| CRÍTICAS | A Raiz do Medo

Por vezes temos o privilégio de ver nascer uma estrela in loco. É raro, não acontece muitas vezes e é um fenómeno que está sobretudo dependente da sorte. Em 1996, tivemos a felicidade de assistir a uma dessas ocasiões: em A Raíz Do Medo, nascia Edward Norton. Na altura, para um cinéfilo novato como eu (mas já bastante imodesto, claro), o impacto foi forte. Foi como se a sala de cinema fosse uma tipa a parir e o Richard Gere a parteira.

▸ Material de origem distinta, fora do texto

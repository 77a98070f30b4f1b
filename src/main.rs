//! CLI entry point for the destination rater.
//!
//! Provides subcommands for scoring cost-of-living data, ranking and
//! enriching top destinations, and maintaining document collections.

use std::ffi::OsStr;
use std::path::{Path, PathBuf};
use std::sync::Arc;

use anyhow::Result;
use bytes::Bytes;
use chrono::Utc;
use clap::{Parser, Subcommand};
use destination_rater::analyzers::cost_of_living::CostOfLivingAnalyzer;
use destination_rater::analyzers::ranking::DestinationRanker;
use destination_rater::bulk::BulkWriter;
use destination_rater::config::{AppConfig, EnrichmentSettings, RankingConfig, require};
use destination_rater::enrichment::{DestinationEnricher, report_bytes};
use destination_rater::infra::google::{BigQueryClient, GooglePlacesClient};
use destination_rater::infra::pexels::PexelsClient;
use destination_rater::migration::Migrator;
use destination_rater::output::write_ranking;
use destination_rater::publish;
use destination_rater::store::{DocumentStore, FileStore};
use tracing::info;
use tracing_subscriber::{
    EnvFilter, Layer,
    filter::LevelFilter,
    fmt::{self, format::FmtSpan},
    layer::SubscriberExt,
    util::SubscriberInitExt,
};

#[derive(Parser)]
#[command(name = "destination_rater")]
#[command(about = "Enrich and rank travel destinations", long_about = None)]
struct Cli {
    #[command(subcommand)]
    command: Commands,
}

#[derive(Subcommand)]
enum Commands {
    /// Recompute percentile scores for every cost-of-living record
    AnalyzeCostOfLiving,
    /// Rank destinations by safety and cost of living
    RankDestinations {
        /// How many safety and cost-of-living records to read
        #[arg(short, long, default_value_t = 100)]
        limit: usize,

        /// JSON file with country exclusions and caps (built-in defaults otherwise)
        #[arg(short, long)]
        config: Option<String>,

        /// CSV file to write the ranking to
        #[arg(short, long, default_value = "ranking.csv")]
        output: PathBuf,

        /// Optional: S3 bucket to upload the ranking JSON to
        #[arg(long)]
        s3_bucket: Option<String>,
    },
    /// Fill in place ids, speeds, scores and photos for top destinations
    EnrichDestinations {
        /// Destinations to skip, in rank order
        #[arg(long, default_value_t = 60)]
        offset: usize,

        /// Destinations to enrich
        #[arg(short, long, default_value_t = 100)]
        limit: usize,

        /// CSV file for the missing-values report
        #[arg(short, long, default_value = "missing_values_report.csv")]
        report: PathBuf,

        /// Optional: S3 bucket to upload the report to
        #[arg(long)]
        s3_bucket: Option<String>,

        /// Optional: Gzip compress the report before uploading to S3
        #[arg(long, default_value_t = false)]
        gzip: bool,
    },
    /// Move documents whose ids are not in clean form to their cleaned ids
    NormalizeIds {
        #[arg(short, long)]
        collection: String,
    },
    /// Copy every document of one collection into another
    CopyCollection {
        #[arg(long)]
        from: String,
        #[arg(long)]
        to: String,
    },
    /// Copy one document to a new id; fails if the new id exists
    CopyDocument {
        #[arg(short, long)]
        collection: String,
        #[arg(long)]
        from: String,
        #[arg(long)]
        to: String,
    },
}

#[tokio::main]
async fn main() -> Result<()> {
    dotenvy::dotenv().ok(); // Load .env file

    // Logging setup: colored stderr + JSON rolling log file
    let log_file_path = std::env::var("LOG_FILE_PATH")
        .unwrap_or_else(|_| "logs/destination_rater.log".to_string());
    let log_dir = Path::new(&log_file_path)
        .parent()
        .unwrap_or(Path::new("logs"));
    let log_file_name = Path::new(&log_file_path)
        .file_name()
        .unwrap_or(OsStr::new("destination_rater.log"));

    let file_appender = tracing_appender::rolling::daily(log_dir, log_file_name);
    let (non_blocking_file, _file_guard) = tracing_appender::non_blocking(file_appender);

    let stderr_layer = fmt::layer()
        .with_target(true)
        .with_span_events(FmtSpan::CLOSE)
        .with_ansi(true)
        .with_writer(std::io::stderr)
        .with_filter(env_filter("RUST_LOG", LevelFilter::INFO));

    let json_layer = fmt::layer()
        .json()
        .with_current_span(true)
        .with_span_list(true)
        .with_writer(non_blocking_file)
        .with_filter(env_filter("RUST_LOG_JSON", LevelFilter::DEBUG));

    tracing_subscriber::registry()
        .with(stderr_layer)
        .with(json_layer)
        .init();

    let cli = Cli::parse();
    let config = AppConfig::from_env();
    let store: Arc<dyn DocumentStore> = Arc::new(FileStore::new(&config.store_dir));
    info!(store = %config.store_dir.display(), "Using file-backed document store");

    match cli.command {
        Commands::AnalyzeCostOfLiving => {
            let analyzer = CostOfLivingAnalyzer::new(store.clone(), BulkWriter::new(store));
            let summary = analyzer.analyze_and_store().await?;
            info!(
                records = summary.records,
                written = summary.written,
                "Cost-of-living analysis complete"
            );
        }
        Commands::RankDestinations {
            limit,
            config: ranking_config,
            output,
            s3_bucket,
        } => {
            let ranking_config = match ranking_config {
                Some(path) => RankingConfig::load(&path)?,
                None => RankingConfig::default(),
            };
            let ranked = DestinationRanker::new(store, ranking_config)
                .rank(limit)
                .await?;
            write_ranking(&output, &ranked)?;

            if let Some(bucket) = s3_bucket {
                let client = publish::s3_client().await;
                let key = publish::dated_key("ranking", Utc::now().date_naive(), "json");
                publish::write_json_to_s3(&client, &bucket, &key, &ranked).await?;
            }
        }
        Commands::EnrichDestinations {
            offset,
            limit,
            report,
            s3_bucket,
            gzip,
        } => {
            enrich_destinations(&config, store, offset, limit, report, s3_bucket, gzip).await?;
        }
        Commands::NormalizeIds { collection } => {
            let summary = Migrator::new(store.clone(), BulkWriter::new(store))
                .normalize_document_ids(&collection)
                .await?;
            info!(%collection, renamed = summary.committed, "Ids normalized");
        }
        Commands::CopyCollection { from, to } => {
            let summary = Migrator::new(store.clone(), BulkWriter::new(store))
                .copy_collection(&from, &to)
                .await?;
            info!(%from, %to, copied = summary.committed, "Collection copied");
        }
        Commands::CopyDocument {
            collection,
            from,
            to,
        } => {
            Migrator::new(store.clone(), BulkWriter::new(store))
                .copy_document(&collection, &from, &to)
                .await?;
        }
    }

    Ok(())
}

// `RUST_LOG`-style filter with a floor level when the variable is unset.
fn env_filter(var: &str, default: LevelFilter) -> EnvFilter {
    EnvFilter::builder()
        .with_env_var(var)
        .with_default_directive(default.into())
        .from_env_lossy()
}

/// Builds the live providers and runs one enrichment pass, then optionally
/// uploads the missing-values report.
#[tracing::instrument(skip(config, store, s3_bucket, gzip))]
async fn enrich_destinations(
    config: &AppConfig,
    store: Arc<dyn DocumentStore>,
    offset: usize,
    limit: usize,
    report: PathBuf,
    s3_bucket: Option<String>,
    gzip: bool,
) -> Result<()> {
    let places = GooglePlacesClient::with_api_key(require(
        &config.google_maps_api_key,
        "GOOGLE_MAPS_API_KEY",
    )?)?;
    let throughput = BigQueryClient::with_access_token(
        require(&config.bigquery_project_id, "BIGQUERY_PROJECT_ID")?,
        require(&config.bigquery_access_token, "BIGQUERY_ACCESS_TOKEN")?,
    )?;
    let photos = PexelsClient::with_api_key(require(&config.pexels_api_key, "PEXELS_API_KEY")?)?;

    let settings = EnrichmentSettings {
        offset,
        limit,
        report_path: report,
        ..Default::default()
    };
    let enricher = DestinationEnricher::new(
        store.clone(),
        Arc::new(places),
        Arc::new(throughput),
        Arc::new(photos),
        BulkWriter::new(store),
        settings,
    );
    let summary = enricher.run().await?;

    if let Some(bucket) = s3_bucket {
        info!(bucket = %bucket, gzip, "Uploading missing-values report");
        let client = publish::s3_client().await;
        let key = publish::dated_key("missing-values", Utc::now().date_naive(), "csv");
        let body = Bytes::from(report_bytes(&summary.reports)?);
        publish::upload_csv(&client, &bucket, &key, body, gzip).await?;
    }

    Ok(())
}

A Raíz Do Medo tinha tudo para ser mais uma mera nota de rodapé na história do cinema – ou para ser só mais um veículo de prestígio para Richard Gere exibir os seus caracóis grisalhos -, mas Edward Norton fez questão de alterar isso. Com a sua cara de anjo e uma gaguez adorável, mas com uma personalidade com mau feitio, Norton lançava aqui uma carreira que se afigurava brilhante, ainda para mais porque logo a seguir vieram mais um par de filmes de craveira, como Clube De Combate ou América Proibida. No entanto, nos últimos tempos, o actor norte-americano só tem feito merdum e, verdade seja dita, o seu nome num cartaz dum filme já não empolga por aí além. Consta que o mau feitio não era só representação…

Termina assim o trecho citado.